On 06/11/2019 17:05:21, Martin Euredjian via Python-ideas wrote:
  One has to use APL for real work and for at least a year or two in order for your brain to make the mental switch necessary to understand it.  Just messing with it casually isn't good enough.  Lots of inquisitive people have messed with it, but they don't really understand it.


No offence, but my honest off-the-cuff reaction:
The above could be interpreted as
"APL is a difficult language to learn, it takes at least a year or two of real work with it in order for your brain to make the mental switch necessary to understand it. As opposed to more intuitive languages, such as ... I don't know ... I'm sure there's one beginning with P." In today's fast-moving world we can't afford that "year or two" before we are really productive. Nor to write code that other people need "a year or two" before they can read it fluently.

Disclosure: I have no experience with APL.

I did click on your "Notation as a Tool of Thought" link, but I didn't get very far with it before my eyes glazed over looking at all the unfamiliar symbols. (This although I call myself a mathematician of sorts - not someone who throws a fit at the sight of equations or Greek letters.)
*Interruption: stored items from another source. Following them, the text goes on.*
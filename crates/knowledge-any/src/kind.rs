// SPDX-License-Identifier: Apache-2.0 OR MIT
// Copyright (c) 2025-2026 naskel.com

//! Value kinds and their textual grammar.
//!
//! ```text
//! kind   := scalar | "seq" [ "<" kind ">" ] | "map" [ "<" kind ">" ]
//! scalar := int8 | int16 | int32 | int64 | uint8 | uint16 | uint32 | uint64
//!         | float32 | float64 | char | string
//! ```

use crate::adapter::AdapterId;
use crate::error::AnyError;
use std::fmt;
use std::str::FromStr;

/// Declared integer width. Storage is always 64 bits.
#[derive(Debug, Clone, Copy, PartialEq, Eq, Hash, PartialOrd, Ord)]
pub enum IntWidth {
    W8,
    W16,
    W32,
    W64,
}

impl IntWidth {
    pub fn bits(self) -> u8 {
        match self {
            Self::W8 => 8,
            Self::W16 => 16,
            Self::W32 => 32,
            Self::W64 => 64,
        }
    }

    pub fn from_bits(bits: u8) -> Option<Self> {
        match bits {
            8 => Some(Self::W8),
            16 => Some(Self::W16),
            32 => Some(Self::W32),
            64 => Some(Self::W64),
            _ => None,
        }
    }

    /// Two's-complement wrap to this width, sign-extended back to 64 bits.
    pub fn wrap_signed(self, v: i64) -> i64 {
        match self {
            Self::W8 => v as i8 as i64,
            Self::W16 => v as i16 as i64,
            Self::W32 => v as i32 as i64,
            Self::W64 => v,
        }
    }

    /// Wrap to this width, zero-extended back to 64 bits.
    pub fn wrap_unsigned(self, v: u64) -> u64 {
        match self {
            Self::W8 => v as u8 as u64,
            Self::W16 => v as u16 as u64,
            Self::W32 => v as u32 as u64,
            Self::W64 => v,
        }
    }

    /// Truncate toward zero, saturating at the signed bounds of this width.
    pub fn saturate_signed(self, f: f64) -> i64 {
        match self {
            Self::W8 => f as i8 as i64,
            Self::W16 => f as i16 as i64,
            Self::W32 => f as i32 as i64,
            Self::W64 => f as i64,
        }
    }

    /// Truncate toward zero, saturating at the unsigned bounds of this width.
    pub fn saturate_unsigned(self, f: f64) -> u64 {
        match self {
            Self::W8 => f as u8 as u64,
            Self::W16 => f as u16 as u64,
            Self::W32 => f as u32 as u64,
            Self::W64 => f as u64,
        }
    }
}

/// Declared floating point width. Storage is always `f64`.
#[derive(Debug, Clone, Copy, PartialEq, Eq, Hash, PartialOrd, Ord)]
pub enum FloatWidth {
    F32,
    F64,
}

impl FloatWidth {
    pub fn bits(self) -> u8 {
        match self {
            Self::F32 => 32,
            Self::F64 => 64,
        }
    }

    pub fn from_bits(bits: u8) -> Option<Self> {
        match bits {
            32 => Some(Self::F32),
            64 => Some(Self::F64),
            _ => None,
        }
    }

    /// Round to this width.
    pub fn round(self, f: f64) -> f64 {
        match self {
            Self::F32 => f as f32 as f64,
            Self::F64 => f,
        }
    }
}

/// Kind of value an [`Any`](crate::Any) or container slot holds.
#[derive(Debug, Clone, PartialEq, Eq, Hash)]
pub enum Kind {
    Int(IntWidth),
    UInt(IntWidth),
    Float(FloatWidth),
    Char,
    String,
    /// Sequence with an optional element kind (`None` = untyped).
    Sequence(Option<Box<Kind>>),
    /// String-keyed map with an optional element kind.
    Map(Option<Box<Kind>>),
    /// Opaque object bound to an adapter.
    Object(AdapterId),
}

impl Kind {
    pub fn seq_of(element: Kind) -> Self {
        Self::Sequence(Some(Box::new(element)))
    }

    pub fn map_of(element: Kind) -> Self {
        Self::Map(Some(Box::new(element)))
    }

    pub fn is_scalar(&self) -> bool {
        matches!(
            self,
            Self::Int(_) | Self::UInt(_) | Self::Float(_) | Self::Char | Self::String
        )
    }

    pub fn is_container(&self) -> bool {
        matches!(self, Self::Sequence(_) | Self::Map(_))
    }

    /// Element kind of a typed container.
    pub fn element(&self) -> Option<&Kind> {
        match self {
            Self::Sequence(e) | Self::Map(e) => e.as_deref(),
            _ => None,
        }
    }

    /// Adapter referenced by this kind, looking through container elements.
    pub fn object_adapter(&self) -> Option<AdapterId> {
        match self {
            Self::Object(id) => Some(*id),
            Self::Sequence(e) | Self::Map(e) => e.as_deref().and_then(Kind::object_adapter),
            _ => None,
        }
    }
}

impl fmt::Display for Kind {
    fn fmt(&self, f: &mut fmt::Formatter<'_>) -> fmt::Result {
        match self {
            Self::Int(w) => write!(f, "int{}", w.bits()),
            Self::UInt(w) => write!(f, "uint{}", w.bits()),
            Self::Float(w) => write!(f, "float{}", w.bits()),
            Self::Char => f.write_str("char"),
            Self::String => f.write_str("string"),
            Self::Sequence(None) => f.write_str("seq"),
            Self::Sequence(Some(e)) => write!(f, "seq<{}>", e),
            Self::Map(None) => f.write_str("map"),
            Self::Map(Some(e)) => write!(f, "map<{}>", e),
            Self::Object(id) => write!(f, "object<{}>", id),
        }
    }
}

impl FromStr for Kind {
    type Err = AnyError;

    fn from_str(s: &str) -> Result<Self, Self::Err> {
        let compact: String = s.chars().filter(|c| !c.is_whitespace()).collect();
        parse_kind(&compact).ok_or_else(|| AnyError::UnknownType(s.to_string()))
    }
}

fn parse_kind(s: &str) -> Option<Kind> {
    if let Some(kind) = parse_scalar(s) {
        return Some(kind);
    }
    let (head, inner) = match s.find('<') {
        Some(open) => {
            let inner = s[open + 1..].strip_suffix('>')?;
            (&s[..open], Some(parse_kind(inner)?))
        }
        None => (s, None),
    };
    let inner = inner.map(Box::new);
    match head {
        "seq" => Some(Kind::Sequence(inner)),
        "map" => Some(Kind::Map(inner)),
        _ => None,
    }
}

fn parse_scalar(s: &str) -> Option<Kind> {
    let kind = match s {
        "int8" => Kind::Int(IntWidth::W8),
        "int16" => Kind::Int(IntWidth::W16),
        "int32" => Kind::Int(IntWidth::W32),
        "int64" => Kind::Int(IntWidth::W64),
        "uint8" => Kind::UInt(IntWidth::W8),
        "uint16" => Kind::UInt(IntWidth::W16),
        "uint32" => Kind::UInt(IntWidth::W32),
        "uint64" => Kind::UInt(IntWidth::W64),
        "float32" => Kind::Float(FloatWidth::F32),
        "float64" => Kind::Float(FloatWidth::F64),
        "char" => Kind::Char,
        "string" => Kind::String,
        _ => return None,
    };
    Some(kind)
}
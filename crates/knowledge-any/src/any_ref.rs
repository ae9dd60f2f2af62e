// SPDX-License-Identifier: Apache-2.0 OR MIT
// Copyright (c) 2025-2026 naskel.com

//! Path handles into container values.
//!
//! An [`AnyRef`] remembers *where* it points (a path of indices and keys from
//! the owning [`Any`](crate::Any)), not a pointer to the slot. Reads walk the
//! path and treat missing slots as empty. Writes create every missing slot on
//! the way, so `any.at(100)?.assign(x)` grows the sequence to 101 entries with
//! empty gaps in between.

use crate::adapter::ObjectAdapter;
use crate::any::open_object;
use crate::convert;
use crate::error::{AccessError, Result};
use crate::kind::Kind;
use crate::value::{Mapping, Sequence, Value, MAX_SEQUENCE_LEN};
use std::fmt;

static EMPTY: Value = Value::Empty;

/// One step of an [`AnyRef`] path.
#[derive(Debug, Clone, PartialEq, Eq, Hash)]
pub enum Segment {
    Index(usize),
    Key(String),
}

impl fmt::Display for Segment {
    fn fmt(&self, f: &mut fmt::Formatter<'_>) -> fmt::Result {
        match self {
            Self::Index(i) => write!(f, "index {}", i),
            Self::Key(k) => write!(f, "key {:?}", k),
        }
    }
}

/// Mutable handle to a slot inside an [`Any`](crate::Any).
#[derive(Debug)]
pub struct AnyRef<'a> {
    root: &'a mut Value,
    path: Vec<Segment>,
}

impl<'a> AnyRef<'a> {
    pub(crate) fn new(root: &'a mut Value, first: Segment) -> Self {
        Self {
            root,
            path: vec![first],
        }
    }

    /// Path from the owning value to this slot.
    pub fn path(&self) -> &[Segment] {
        &self.path
    }

    /// Address element `index` of this slot.
    ///
    /// Fails when the slot holds (or its container's element kind fixes)
    /// something other than a sequence. Nothing is created until a write.
    pub fn at(&mut self, index: usize) -> Result<AnyRef<'_>> {
        self.descend(Segment::Index(index))
    }

    /// Address entry `key` of this slot.
    pub fn at_key(&mut self, key: &str) -> Result<AnyRef<'_>> {
        self.descend(Segment::Key(key.to_string()))
    }

    fn descend(&mut self, segment: Segment) -> Result<AnyRef<'_>> {
        locate(self.root, &self.path)?.child(&segment)?;
        let mut path = self.path.clone();
        path.push(segment);
        Ok(AnyRef {
            root: &mut *self.root,
            path,
        })
    }

    /// Current slot content, `None` when the slot does not exist yet.
    pub fn value(&self) -> Option<&Value> {
        locate(self.root, &self.path).ok().and_then(|slot| slot.value)
    }

    fn current(&self) -> &Value {
        self.value().unwrap_or(&EMPTY)
    }

    /// True when the slot is missing or holds nothing.
    pub fn is_empty(&self) -> bool {
        self.current().is_empty()
    }

    /// Kind the slot holds, or the kind its container would give it.
    pub fn kind(&self) -> Option<Kind> {
        let slot = locate(self.root, &self.path).ok()?;
        match slot.value.and_then(Value::kind) {
            Some(kind) => Some(kind),
            None => slot.template.cloned(),
        }
    }

    /// Store `value` at this slot, creating missing parents.
    ///
    /// A populated slot keeps its kind. A missing or empty slot in a typed
    /// container is coerced to the element kind. Nothing changes on error.
    pub fn assign(&mut self, value: impl Into<Value>) -> Result<()> {
        for segment in &self.path {
            if let Segment::Index(index) = segment {
                check_index(*index)?;
            }
        }
        let incoming = value.into();
        let slot = locate(self.root, &self.path)?;
        let stored = match (slot.value, slot.template) {
            (Some(existing), _) if !existing.is_empty() => convert::assign_rule(existing, incoming)?,
            (_, Some(kind)) => convert::coerce(incoming, kind)?,
            (_, None) => incoming,
        };
        *vivify(self.root, &self.path)? = stored;
        Ok(())
    }

    pub fn to_integer(&self) -> Result<i64> {
        convert::to_integer(self.current())
    }

    pub fn to_unsigned(&self) -> Result<u64> {
        convert::to_unsigned(self.current())
    }

    pub fn to_double(&self) -> Result<f64> {
        convert::to_double(self.current())
    }

    pub fn to_string_value(&self) -> Result<String> {
        convert::to_text(self.current())
    }

    pub fn reader<A: ObjectAdapter>(&self) -> Result<A::Reader<'_>> {
        open_object::<A>(self.current())
    }

    /// Entry count when the slot holds a container.
    pub fn len(&self) -> Option<usize> {
        self.current().len()
    }
}

impl fmt::Display for AnyRef<'_> {
    fn fmt(&self, f: &mut fmt::Formatter<'_>) -> fmt::Result {
        fmt::Display::fmt(self.current(), f)
    }
}

/// Read-only view of a path position.
#[derive(Clone, Copy)]
struct Slot<'v> {
    value: Option<&'v Value>,
    /// Element kind of the enclosing container.
    template: Option<&'v Kind>,
}

impl<'v> Slot<'v> {
    fn child(&self, segment: &Segment) -> Result<Slot<'v>> {
        match (self.value.filter(|v| !v.is_empty()), segment) {
            (Some(Value::Sequence(s)), Segment::Index(i)) => Ok(Slot {
                value: s.get(*i),
                template: s.element(),
            }),
            (Some(Value::Map(m)), Segment::Key(k)) => Ok(Slot {
                value: m.get(k),
                template: m.element(),
            }),
            (Some(other), _) => Err(not_indexable(other.kind_name(), segment)),
            (None, _) => match (self.template, segment) {
                (None, _) => Ok(Slot {
                    value: None,
                    template: None,
                }),
                (Some(Kind::Sequence(e)), Segment::Index(_))
                | (Some(Kind::Map(e)), Segment::Key(_)) => Ok(Slot {
                    value: None,
                    template: e.as_deref(),
                }),
                (Some(kind), _) => Err(not_indexable(kind.to_string(), segment)),
            },
        }
    }
}

fn locate<'v>(root: &'v Value, path: &[Segment]) -> Result<Slot<'v>> {
    let mut slot = Slot {
        value: Some(root),
        template: None,
    };
    for segment in path {
        slot = slot.child(segment)?;
    }
    Ok(slot)
}

/// Walk `path`, creating missing containers and slots.
fn vivify<'v>(root: &'v mut Value, path: &[Segment]) -> Result<&'v mut Value> {
    let mut current = root;
    let mut template: Option<Kind> = None;
    for segment in path {
        if current.is_empty() {
            *current = match (template.take(), segment) {
                (Some(kind), _) => Value::default_for(&kind),
                (None, Segment::Index(_)) => Value::Sequence(Sequence::new()),
                (None, Segment::Key(_)) => Value::Map(Mapping::new()),
            };
            log::trace!("[AnyRef] created {} for {}", current.kind_name(), segment);
        }
        current = match (current, segment) {
            (Value::Sequence(s), Segment::Index(i)) => {
                template = s.element().cloned();
                s.slot_mut(*i).ok_or_else(|| out_of_range(*i))?
            }
            (Value::Map(m), Segment::Key(k)) => {
                template = m.element().cloned();
                m.slot_mut(k)
            }
            (other, _) => return Err(not_indexable(other.kind_name(), segment)),
        };
    }
    Ok(current)
}

fn check_index(index: usize) -> Result<()> {
    if index >= MAX_SEQUENCE_LEN {
        return Err(out_of_range(index));
    }
    Ok(())
}

fn out_of_range(index: usize) -> crate::AnyError {
    AccessError::IndexOutOfRange {
        index,
        limit: MAX_SEQUENCE_LEN,
    }
    .into()
}

fn not_indexable(kind: String, segment: &Segment) -> crate::AnyError {
    AccessError::NotIndexable {
        kind,
        segment: segment.to_string(),
    }
    .into()
}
Yes, it would have been nice if <- had been included in the ASCII character set when it was developed in the 1960s; then all programming languages could use <- for assignment and = for equality.  (Where is the time machine when you need it?)
But regrettably, we are where we are.
And having to type Alt-[ for every assignment - virtually necessitating the use of both hands -
would IMO be a significant inconvenience.